Building Real-Time Slack Alerts for Job Applications with AWS Lambda, SQS, and Bedrock
🛠️ This is a technical deep-dive for engineers and DevOps practitioners. If you're a non-technical reader looking for a high-level overview of how this feature works, check out How We Built Real-Time Slack Alerts for Job Applications (Powered by AI) instead.
At atWare Vietnam, hiring is a core part of how we grow. But as job applications pile up, the hiring team was losing time just keeping up with what had arrived.

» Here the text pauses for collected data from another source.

//! End-to-end round lifecycle: placement through settlement to the read
//! paths, driven with a scripted dice roller, a manual clock and paused
//! tokio time so every cycle is deterministic.

use chrono::Duration as ChronoDuration;
use chrono::Utc;
use luckyseven::{
    clock::ManualClock,
    config::GameConfig,
    dice::FixedDiceRoller,
    game::{
        broadcast::{EventBroadcaster, GameEvent},
        scheduler::RoundScheduler,
        service::GameService,
        settlement::{PayoutTable, SettlementEngine},
    },
    store::MemoryStore,
    PlacementOutcome, RejectReason, RollOutcome, WagerStatus,
};
use std::{sync::Arc, time::Duration};

const SEVEN: RollOutcome = RollOutcome { die_a: 3, die_b: 4 };
const SNAKE_EYES: RollOutcome = RollOutcome { die_a: 1, die_b: 1 };

struct Harness {
    store: Arc<MemoryStore>,
    clock: Arc<ManualClock>,
    dice: Arc<FixedDiceRoller>,
    broadcaster: EventBroadcaster,
    service: Arc<GameService>,
    scheduler: RoundScheduler,
}

fn harness() -> Harness {
    let store = Arc::new(MemoryStore::new());
    let clock = Arc::new(ManualClock::new(Utc::now()));
    let dice = Arc::new(FixedDiceRoller::new(SNAKE_EYES));
    let broadcaster = EventBroadcaster::new(64);
    let config = GameConfig::default();

    let service = Arc::new(GameService::new(
        store.clone(),
        store.clone(),
        store.clone(),
        broadcaster.clone(),
        clock.clone(),
        config.clone(),
    ));
    let settlement = SettlementEngine::new(
        store.clone(),
        store.clone(),
        PayoutTable::new(config.lucky_seven_multiplier, config.standard_multiplier),
    );
    let scheduler = RoundScheduler::new(
        store.clone(),
        dice.clone(),
        settlement,
        broadcaster.clone(),
        clock.clone(),
        Duration::from_secs(config.round_interval_secs),
    );

    Harness {
        store,
        clock,
        dice,
        broadcaster,
        service,
        scheduler,
    }
}

#[tokio::test(start_paused = true)]
async fn lucky_seven_win_pays_long_odds() {
    let hx = harness();
    hx.dice.push(SEVEN);
    hx.scheduler.start().await.unwrap();

    let player = hx.service.create_account("dana".to_string()).await.unwrap();
    assert_eq!(player.balance, 100);

    // Round is 2 seconds old, well inside the 10 second window.
    hx.clock.advance(ChronoDuration::seconds(2));
    let outcome = hx.service.place_wager(player.id, 50, true).await.unwrap();
    let PlacementOutcome::Accepted { account, .. } = outcome else {
        panic!("expected acceptance");
    };
    assert_eq!(account.balance, 50);

    // Tick: the round closes on a seven and settles.
    tokio::time::sleep(Duration::from_secs(16)).await;

    let account = hx.service.account(player.id).await.unwrap().unwrap();
    // 50 remaining + payout 50 + 50 * 7 = 450.
    assert_eq!(account.balance, 450);
    assert_eq!(account.current_streak, 1);
    assert_eq!(account.best_streak, 1);

    let recent = hx.service.recent_rounds(player.id, 0).await.unwrap();
    assert_eq!(recent.len(), 1);
    assert!(recent[0].lucky_seven);
    assert_eq!(recent[0].roll_sum, 7);
    assert_eq!(recent[0].user_result, Some(WagerStatus::Won));

    hx.scheduler.shutdown().await;
}

#[tokio::test(start_paused = true)]
async fn late_placement_is_rejected_and_changes_nothing() {
    let hx = harness();
    hx.scheduler.start().await.unwrap();
    let player = hx.service.create_account("dana".to_string()).await.unwrap();

    // Same request, but the round is 11 seconds old.
    hx.clock.advance(ChronoDuration::seconds(11));
    let outcome = hx.service.place_wager(player.id, 50, true).await.unwrap();
    assert!(matches!(
        outcome,
        PlacementOutcome::Rejected {
            reason: RejectReason::WindowClosed
        }
    ));

    let account = hx.service.account(player.id).await.unwrap().unwrap();
    assert_eq!(account.balance, 100);

    // The round then settles with no wagers at all.
    tokio::time::sleep(Duration::from_secs(16)).await;
    let recent = hx.service.recent_rounds(player.id, 0).await.unwrap();
    assert_eq!(recent.len(), 1);
    assert!(recent[0].user_result.is_none());

    hx.scheduler.shutdown().await;
}

#[tokio::test(start_paused = true)]
async fn one_wager_per_round_per_user() {
    let hx = harness();
    hx.scheduler.start().await.unwrap();
    let player = hx.service.create_account("dana".to_string()).await.unwrap();

    let first = hx.service.place_wager(player.id, 10, true).await.unwrap();
    assert!(first.is_accepted());

    let second = hx.service.place_wager(player.id, 20, false).await.unwrap();
    assert!(matches!(
        second,
        PlacementOutcome::Rejected {
            reason: RejectReason::DuplicateWager
        }
    ));

    // Only the first debit happened.
    let account = hx.service.account(player.id).await.unwrap().unwrap();
    assert_eq!(account.balance, 90);

    // The next round is a fresh slot (the manual clock has not moved, so
    // the new round's window is open from its own creation instant).
    tokio::time::sleep(Duration::from_secs(16)).await;
    let third = hx.service.place_wager(player.id, 20, false).await.unwrap();
    assert!(third.is_accepted());

    hx.scheduler.shutdown().await;
}

#[tokio::test(start_paused = true)]
async fn losses_reset_streaks_and_leaderboard_ranks_best() {
    let hx = harness();
    hx.dice.push(SEVEN);
    hx.dice.push(SEVEN);
    // Third round falls back to snake eyes: the seven-backer loses.
    hx.scheduler.start().await.unwrap();

    let hot = hx.service.create_account("hot".to_string()).await.unwrap();
    let cold = hx.service.create_account("cold".to_string()).await.unwrap();

    for round in 0..3 {
        let outcome = hx.service.place_wager(hot.id, 1, true).await.unwrap();
        assert!(outcome.is_accepted(), "round {} placement failed", round);
        let outcome = hx.service.place_wager(cold.id, 1, false).await.unwrap();
        assert!(outcome.is_accepted(), "round {} placement failed", round);

        // 16s keeps the test task strictly behind the 15s tick, so the
        // cycle has always finished before the next placements.
        tokio::time::sleep(Duration::from_secs(16)).await;
        hx.clock.advance(ChronoDuration::seconds(1));
    }

    let hot_account = hx.service.account(hot.id).await.unwrap().unwrap();
    let cold_account = hx.service.account(cold.id).await.unwrap().unwrap();

    // hot won rounds 1-2 on the seven, lost round 3.
    assert_eq!(hot_account.current_streak, 0);
    assert_eq!(hot_account.best_streak, 2);
    // cold lost rounds 1-2, won round 3 on the safe side.
    assert_eq!(cold_account.current_streak, 1);
    assert_eq!(cold_account.best_streak, 1);

    let top = hx.service.win_streak_leaderboard(0).await.unwrap();
    assert_eq!(top[0].name, "hot");
    assert_eq!(top[0].best_streak, 2);

    hx.scheduler.shutdown().await;
}

#[tokio::test(start_paused = true)]
async fn value_is_conserved_through_a_full_cycle() {
    let hx = harness();
    hx.dice.push(SEVEN);
    hx.scheduler.start().await.unwrap();

    let mut players = Vec::new();
    for (name, amount, on_seven) in [("a", 10u64, true), ("b", 20, false), ("c", 30, true)] {
        let account = hx.service.create_account(name.to_string()).await.unwrap();
        let outcome = hx
            .service
            .place_wager(account.id, amount, on_seven)
            .await
            .unwrap();
        assert!(outcome.is_accepted());
        players.push(account.id);
    }

    tokio::time::sleep(Duration::from_secs(16)).await;

    // 300 seeded, 60 staked, seven hit: winners get stake + 7x winnings,
    // the safe-side stake is forfeited.
    let table = PayoutTable::new(7, 1);
    let expected_total = 300 - 60 + table.payout(10, true) + table.payout(30, true);
    let mut total = 0;
    for id in players {
        total += hx.service.account(id).await.unwrap().unwrap().balance;
    }
    assert_eq!(total, expected_total);

    hx.scheduler.shutdown().await;
}

#[tokio::test(start_paused = true)]
async fn broadcast_carries_results_and_snapshots() {
    let hx = harness();
    hx.dice.push(SEVEN);
    let mut rx = hx.broadcaster.subscribe();
    hx.scheduler.start().await.unwrap();

    let player = hx.service.create_account("dana".to_string()).await.unwrap();
    hx.service.place_wager(player.id, 50, true).await.unwrap();

    tokio::time::sleep(Duration::from_secs(16)).await;

    // opened(#1), result(#1), opened(#2).
    let GameEvent::RoundOpened { id: first_id, .. } = rx.recv().await.unwrap() else {
        panic!("expected round_opened first");
    };
    let GameEvent::RoundResult(result) = rx.recv().await.unwrap() else {
        panic!("expected round_result second");
    };
    assert_eq!(result.id, first_id);
    assert_eq!((result.die_a, result.die_b), (3, 4));
    assert!(result.lucky_seven);
    assert_eq!(result.user_results.get(&player.id), Some(&WagerStatus::Won));
    let snapshot = result.accounts.get(&player.id).unwrap();
    assert_eq!(snapshot.balance, 450);
    assert_eq!(snapshot.current_streak, 1);

    let GameEvent::RoundOpened { id: next_id, .. } = rx.recv().await.unwrap() else {
        panic!("expected next round_opened");
    };
    assert_ne!(next_id, first_id);

    hx.scheduler.shutdown().await;
}

#[tokio::test(start_paused = true)]
async fn replayed_settlement_never_double_pays() {
    let hx = harness();
    hx.dice.push(SEVEN);
    hx.scheduler.start().await.unwrap();

    let player = hx.service.create_account("dana".to_string()).await.unwrap();
    hx.service.place_wager(player.id, 50, true).await.unwrap();

    tokio::time::sleep(Duration::from_secs(16)).await;
    let settled_round = hx.service.recent_rounds(player.id, 1).await.unwrap()[0].id;

    // Drive settlement again directly; every wager is already terminal.
    let engine = SettlementEngine::new(hx.store.clone(), hx.store.clone(), PayoutTable::new(7, 1));
    let replay = engine.settle(settled_round, SEVEN).await.unwrap();
    assert_eq!(replay.settled, 0);
    assert_eq!(replay.skipped, 1);

    let account = hx.service.account(player.id).await.unwrap().unwrap();
    assert_eq!(account.balance, 450);
    assert_eq!(account.current_streak, 1);

    hx.scheduler.shutdown().await;
}

#[tokio::test(start_paused = true)]
async fn current_round_tracks_the_scheduler() {
    let hx = harness();
    hx.scheduler.start().await.unwrap();

    let first = hx.service.current_round().await.unwrap().unwrap();
    assert!(first.is_open());
    let (open, remaining) = hx.service.window_state(&first);
    assert!(open);
    assert_eq!(remaining, 10);

    tokio::time::sleep(Duration::from_secs(16)).await;

    let second = hx.service.current_round().await.unwrap().unwrap();
    assert_ne!(second.id, first.id);
    assert!(second.is_open());

    hx.scheduler.shutdown().await;
}

#[tokio::test(start_paused = true)]
async fn clock_is_consistent_between_gate_and_scheduler() {
    // The admission gate and the scheduler read the same clock. A wager
    // placed moments before the close timestamp can still land; what must
    // hold is that it then settles with the round.
    let hx = harness();
    hx.dice.push(SEVEN);
    hx.scheduler.start().await.unwrap();
    let player = hx.service.create_account("dana".to_string()).await.unwrap();

    hx.clock.advance(ChronoDuration::seconds(10));
    let outcome = hx.service.place_wager(player.id, 10, true).await.unwrap();
    assert!(outcome.is_accepted(), "inclusive boundary admits age == window");

    tokio::time::sleep(Duration::from_secs(16)).await;
    let account = hx.service.account(player.id).await.unwrap().unwrap();
    assert_eq!(account.balance, 170);

    hx.scheduler.shutdown().await;
}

We built a real-time notification pipeline on AWS — so the moment a candidate submits their application, a Slack alert lands in the hiring channel within 30 seconds.
The Problem
Every time we open a new job position, applications start arriving as PDF files. There was no real-time visibility — the hiring team had to manually check a shared inbox to know if anything had come in. We wanted an event-driven system that would notify the team instantly and include a brief AI-generated summary, so they could act fast without opening attachments.

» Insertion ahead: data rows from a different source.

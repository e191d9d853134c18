//! HTTP/WebSocket surface.
//!
//! Thin transport layer over [`crate::game::service::GameService`]: bet
//! placement, round reads, the win-streak leaderboard, account endpoints and
//! a WebSocket relay of round events.

pub mod handlers;
pub mod middleware;
pub mod models;
pub mod routes;
pub mod server;
pub mod websocket;

pub use server::ApiServer;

The Solution: An Event-Driven AI Pipeline
We designed a fully serverless, event-driven system using:
- Amazon S3 — storage for incoming applications and generated summaries
- Amazon SQS — decouples the S3 event from the Lambda processor
- AWS Lambda — runs the processing logic
- Amazon Bedrock — AWS's fully managed AI service, used to generate a brief application summary without managing any model infrastructure
- AWS SSM Parameter Store — stores the AI prompt and model configuration securely
Here's the overall architecture:
Candidate uploads application (PDF)
↓
S3 Bucket (resumes/{job_slug}/{filename}.pdf)
↓ S3 Event Notification
SQS Queue
↓ Lambda Trigger
Lambda Function
↓
Amazon Bedrock
↓
S3 Bucket → report .md + metadata .json
↓
Slack Notification (cv-slack-notification module)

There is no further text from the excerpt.